Stored items:
>>>>

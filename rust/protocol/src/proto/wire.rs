//
// Copyright 2020-2021 Signal Messenger, LLC.
// SPDX-License-Identifier: AGPL-3.0-only
//

//! Message bodies as they travel between devices.
//!
//! Every field is optional on the wire so that a missing field can be told apart from an
//! empty one and reported as an incomplete message.

#[derive(Clone, PartialEq, ::prost::Message)]
pub struct SignalMessage {
    #[prost(bytes = "vec", optional, tag = "1")]
    pub ratchet_key: Option<Vec<u8>>,
    #[prost(uint32, optional, tag = "2")]
    pub counter: Option<u32>,
    #[prost(uint32, optional, tag = "3")]
    pub previous_counter: Option<u32>,
    #[prost(bytes = "vec", optional, tag = "4")]
    pub ciphertext: Option<Vec<u8>>,
}

#[derive(Clone, PartialEq, ::prost::Message)]
pub struct PreKeySignalMessage {
    #[prost(uint32, optional, tag = "1")]
    pub pre_key_id: Option<u32>,
    #[prost(bytes = "vec", optional, tag = "2")]
    pub base_key: Option<Vec<u8>>,
    #[prost(bytes = "vec", optional, tag = "3")]
    pub identity_key: Option<Vec<u8>>,
    /// A complete serialized [SignalMessage], version byte and MAC included.
    #[prost(bytes = "vec", optional, tag = "4")]
    pub message: Option<Vec<u8>>,
    #[prost(uint32, optional, tag = "5")]
    pub registration_id: Option<u32>,
    #[prost(uint32, optional, tag = "6")]
    pub signed_pre_key_id: Option<u32>,
}

#[derive(Clone, PartialEq, ::prost::Message)]
pub struct SenderKeyMessage {
    #[prost(uint32, optional, tag = "1")]
    pub id: Option<u32>,
    #[prost(uint32, optional, tag = "2")]
    pub iteration: Option<u32>,
    #[prost(bytes = "vec", optional, tag = "3")]
    pub ciphertext: Option<Vec<u8>>,
}

#[derive(Clone, PartialEq, ::prost::Message)]
pub struct SenderKeyDistributionMessage {
    #[prost(uint32, optional, tag = "1")]
    pub id: Option<u32>,
    #[prost(uint32, optional, tag = "2")]
    pub iteration: Option<u32>,
    #[prost(bytes = "vec", optional, tag = "3")]
    pub chain_key: Option<Vec<u8>>,
    #[prost(bytes = "vec", optional, tag = "4")]
    pub signing_key: Option<Vec<u8>>,
}
//
// Copyright 2020-2022 Signal Messenger, LLC.
// SPDX-License-Identifier: AGPL-3.0-only
//

use prost::Message;

use crate::proto::storage::PreKeyRecordStructure;
use crate::{KeyPair, Result};

/// Names a one-time prekey. Ids fit in 24 bits.
pub type PreKeyId = u32;

/// A one-time prekey. A responder consumes it with the first prekey message that names it.
#[derive(Debug, Clone)]
pub struct PreKeyRecord {
    id: PreKeyId,
    key_pair: KeyPair,
}

impl PreKeyRecord {
    pub fn new(id: PreKeyId, key_pair: &KeyPair) -> Self {
        Self {
            id,
            key_pair: *key_pair,
        }
    }

    pub fn id(&self) -> PreKeyId {
        self.id
    }

    pub fn key_pair(&self) -> KeyPair {
        self.key_pair
    }

    pub fn serialize(&self) -> Vec<u8> {
        PreKeyRecordStructure {
            id: self.id,
            public_key: self.key_pair.public_key.serialize().into_vec(),
            private_key: self.key_pair.private_key.serialize(),
        }
        .encode_to_vec()
    }

    pub fn deserialize(bytes: &[u8]) -> Result<Self> {
        let stored = PreKeyRecordStructure::decode(bytes)?;
        Ok(Self {
            id: stored.id,
            key_pair: KeyPair::from_public_and_private(&stored.public_key, &stored.private_key)?,
        })
    }
}
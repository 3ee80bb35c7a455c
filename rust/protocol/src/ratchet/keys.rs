//
// Copyright 2020 Signal Messenger, LLC.
// SPDX-License-Identifier: AGPL-3.0-only
//

use std::fmt;

use arrayref::array_ref;

use crate::proto::storage::session_structure::chain::MessageKey;
use crate::{crypto, PrivateKey, PublicKey, Result, SignalProtocolError};

/// The cipher key, MAC key and IV for a single message.
#[derive(Clone, Copy, PartialEq, Eq)]
pub struct MessageKeys {
    cipher_key: [u8; 32],
    mac_key: [u8; 32],
    iv: [u8; 16],
    counter: u32,
}

impl MessageKeys {
    fn expand(seed: &[u8; 32], counter: u32) -> Self {
        let okm: [u8; 80] = crypto::derive_secrets(seed, None, b"WhisperMessageKeys");
        Self {
            cipher_key: *array_ref![okm, 0, 32],
            mac_key: *array_ref![okm, 32, 32],
            iv: *array_ref![okm, 64, 16],
            counter,
        }
    }

    pub fn cipher_key(&self) -> &[u8; 32] {
        &self.cipher_key
    }

    pub fn mac_key(&self) -> &[u8; 32] {
        &self.mac_key
    }

    pub fn iv(&self) -> &[u8; 16] {
        &self.iv
    }

    /// The chain index these keys were derived at.
    pub fn counter(&self) -> u32 {
        self.counter
    }

    pub(crate) fn to_stored(self) -> MessageKey {
        MessageKey {
            index: self.counter,
            cipher_key: self.cipher_key.to_vec(),
            mac_key: self.mac_key.to_vec(),
            iv: self.iv.to_vec(),
        }
    }

    pub(crate) fn from_stored(stored: &MessageKey) -> Result<Self> {
        fn exact<const N: usize>(bytes: &[u8], what: &'static str) -> Result<[u8; N]> {
            bytes
                .try_into()
                .map_err(|_| SignalProtocolError::InvalidSessionStructure(what))
        }
        Ok(Self {
            cipher_key: exact(&stored.cipher_key, "cached cipher key has the wrong length")?,
            mac_key: exact(&stored.mac_key, "cached MAC key has the wrong length")?,
            iv: exact(&stored.iv, "cached IV has the wrong length")?,
            counter: stored.index,
        })
    }
}

impl fmt::Debug for MessageKeys {
    fn fmt(&self, f: &mut fmt::Formatter<'_>) -> fmt::Result {
        write!(f, "MessageKeys {{ counter: {}, .. }}", self.counter)
    }
}

/// One link of a symmetric chain. HMAC with seed 0x01 yields message keys, 0x02 the next link.
#[derive(Clone, Debug)]
pub(crate) struct ChainKey {
    key: [u8; 32],
    index: u32,
}

impl ChainKey {
    pub(crate) fn new(key: [u8; 32], index: u32) -> Self {
        Self { key, index }
    }

    pub(crate) fn key(&self) -> &[u8; 32] {
        &self.key
    }

    pub(crate) fn index(&self) -> u32 {
        self.index
    }

    pub(crate) fn next(&self) -> Self {
        Self::new(crypto::hmac_sha256(&self.key, &[0x02]), self.index + 1)
    }

    pub(crate) fn message_keys(&self) -> MessageKeys {
        MessageKeys::expand(&crypto::hmac_sha256(&self.key, &[0x01]), self.index)
    }
}

#[derive(Clone, Debug)]
pub(crate) struct RootKey([u8; 32]);

impl RootKey {
    pub(crate) fn new(key: [u8; 32]) -> Self {
        Self(key)
    }

    pub(crate) fn key(&self) -> &[u8; 32] {
        &self.0
    }

    /// Mixes one ratchet agreement into the root, giving the next root and a fresh chain.
    pub(crate) fn derive_chain(&self, peer: &PublicKey, local: &PrivateKey) -> (RootKey, ChainKey) {
        let agreement = local.calculate_agreement(peer);
        let okm: [u8; 64] = crypto::derive_secrets(&agreement, Some(&self.0), b"WhisperRatchet");
        (
            RootKey(*array_ref![okm, 0, 32]),
            ChainKey::new(*array_ref![okm, 32, 32], 0),
        )
    }
}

<<<<

All lines that contain the word "ChainKey" must be copied from the records above.

• REPLY:
pub(crate) struct ChainKey {
impl ChainKey {
    pub(crate) fn derive_chain(&self, peer: &PublicKey, local: &PrivateKey) -> (RootKey, ChainKey) {
            ChainKey::new(*array_ref![okm, 32, 32], 0),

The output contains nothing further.